▸ Exercise details
Retrieve each line that contains the word "join" from the entries below.

▸ Records for processing
//! Input discovery. The bulk exports sit under one data directory:
//!
//! ```text
//! <data_dir>/form5500/f_5500_2021_all.csv
//! <data_dir>/form5500sf/f_5500_sf_2021_all.csv
//! <data_dir>/schedule_h/sch_h_2021_latest.csv
//! <data_dir>/schedule_i/sch_i_2021_latest.csv
//! ```
//!
//! Directory enumeration order is not portable, and the contribution join's
//! last-seen rule makes processing order observable, so discovery pins it:
//! years ascending, long form before short form within a year, Schedule H
//! before Schedule I, and lexicographic filenames when several match.

use glob::glob;
use std::{
    ops::RangeInclusive,
    path::{Path, PathBuf},
};
use tracing::debug;

use crate::schema::layout::{all_layouts, Layout};

/// One yearly filing batch to normalize.
#[derive(Debug)]
pub struct FilingSource {
    pub layout: &'static Layout,
    pub year: i32,
    pub path: PathBuf,
}

impl FilingSource {
    pub fn label(&self) -> String {
        self.layout.label(self.year)
    }
}

/// One contribution-schedule file to fold into the EIN → contribution map.
#[derive(Debug)]
pub struct ScheduleSource {
    pub label: String,
    pub path: PathBuf,
}

/// Every filing batch present on disk for the year range, in pinned order.
/// Years with no matching file are simply absent.
pub fn filing_sources(data_dir: &Path, years: RangeInclusive<i32>) -> Vec<FilingSource> {
    let mut sources = Vec::new();
    for year in years {
        for layout in all_layouts() {
            let stem = format!("{}{}", layout.file_stem, year);
            if let Some(path) = find_csv(&data_dir.join(layout.folder), &stem) {
                sources.push(FilingSource { layout, year, path });
            }
        }
    }
    debug!(count = sources.len(), "discovered filing batches");
    sources
}

/// Schedule H/I files for the year range, in pinned order. Iteration order
/// here decides which duplicate contribution value survives, so it must stay
/// reproducible.
pub fn schedule_sources(data_dir: &Path, years: RangeInclusive<i32>) -> Vec<ScheduleSource> {
    const SCHEDULES: &[(&str, &str, &str)] = &[
        ("ScheduleH", "schedule_h", "sch_h_"),
        ("ScheduleI", "schedule_i", "sch_i_"),
    ];

    let mut sources = Vec::new();
    for year in years {
        for &(name, folder, stem) in SCHEDULES {
            let pattern = format!("{stem}{year}");
            if let Some(path) = find_csv(&data_dir.join(folder), &pattern) {
                sources.push(ScheduleSource {
                    label: format!("{name}_{year}"),
                    path,
                });
            }
        }
    }
    debug!(count = sources.len(), "discovered schedule files");
    sources
}

/// First CSV in `dir` whose lower-cased file name contains `pattern`,
/// lexicographically smallest when several match. Returns None for a
/// missing directory, since absent years are expected rather than an error.
fn find_csv(dir: &Path, pattern: &str) -> Option<PathBuf> {
    let needle = pattern.to_lowercase();
    let glob_pattern = format!("{}/*", dir.display());

    let mut matches: Vec<PathBuf> = glob(&glob_pattern)
        .ok()?
        .filter_map(Result::ok)
        .filter(|path| {
            path.file_name()
                .and_then(|f| f.to_str())
                .map(str::to_lowercase)
                .is_some_and(|f| f.ends_with(".csv") && f.contains(&needle))
        })
        .collect();

    matches.sort();
    matches.into_iter().next()
}

#[cfg(test)]
mod tests {
    use super::*;
    use std::fs;
    use tempfile::TempDir;

    fn touch(dir: &Path, name: &str) {
        fs::write(dir.join(name), "HEADER\n").unwrap();
    }

    #[test]
    fn filing_order_is_year_then_layout() {
        let tmp = TempDir::new().unwrap();
        let f5500 = tmp.path().join("form5500");
        let f5500sf = tmp.path().join("form5500sf");
        fs::create_dir_all(&f5500).unwrap();
        fs::create_dir_all(&f5500sf).unwrap();
        touch(&f5500sf, "F_5500_SF_2018_All.CSV");
        touch(&f5500, "f_5500_2018_all.csv");
        touch(&f5500, "f_5500_2017_all.csv");

        let labels: Vec<String> = filing_sources(tmp.path(), 2017..=2019)
            .iter()
            .map(FilingSource::label)
            .collect();
        assert_eq!(
            labels,
            vec!["Form5500_2017", "Form5500_2018", "Form5500SF_2018"]
        );
    }

    #[test]
    fn short_form_file_does_not_match_long_form_stem() {
        // "f_5500_sf_2018" contains "f_5500_" but lives in its own folder,
        // so stems only ever scan their layout's directory.
        let tmp = TempDir::new().unwrap();
        let f5500sf = tmp.path().join("form5500sf");
        fs::create_dir_all(&f5500sf).unwrap();
        touch(&f5500sf, "f_5500_sf_2018_all.csv");

        let sources = filing_sources(tmp.path(), 2018..=2018);
        assert_eq!(sources.len(), 1);
        assert_eq!(sources[0].layout.name, "Form5500SF");
    }

    #[test]
    fn ambiguous_matches_resolve_lexicographically() {
        let tmp = TempDir::new().unwrap();
        let dir = tmp.path().join("schedule_h");
        fs::create_dir_all(&dir).unwrap();
        touch(&dir, "sch_h_2020_latest.csv");
        touch(&dir, "sch_h_2020_all.csv");

        let sources = schedule_sources(tmp.path(), 2020..=2020);
        assert_eq!(sources.len(), 1);
        assert!(sources[0]
            .path
            .to_string_lossy()
            .ends_with("sch_h_2020_all.csv"));
    }

    #[test]
    fn missing_directories_yield_nothing() {
        let tmp = TempDir::new().unwrap();
        assert!(filing_sources(tmp.path(), 2017..=2024).is_empty());
        assert!(schedule_sources(tmp.path(), 2017..=2024).is_empty());
    }
}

▸ Result of the task
//! Directory enumeration order is not portable, and the contribution join's
            if let Some(path) = find_csv(&data_dir.join(layout.folder), &stem) {
            if let Some(path) = find_csv(&data_dir.join(folder), &pattern) {
        fs::write(dir.join(name), "HEADER\n").unwrap();
        let f5500 = tmp.path().join("form5500");
        let f5500sf = tmp.path().join("form5500sf");
        let f5500sf = tmp.path().join("form5500sf");
        let dir = tmp.path().join("schedule_h");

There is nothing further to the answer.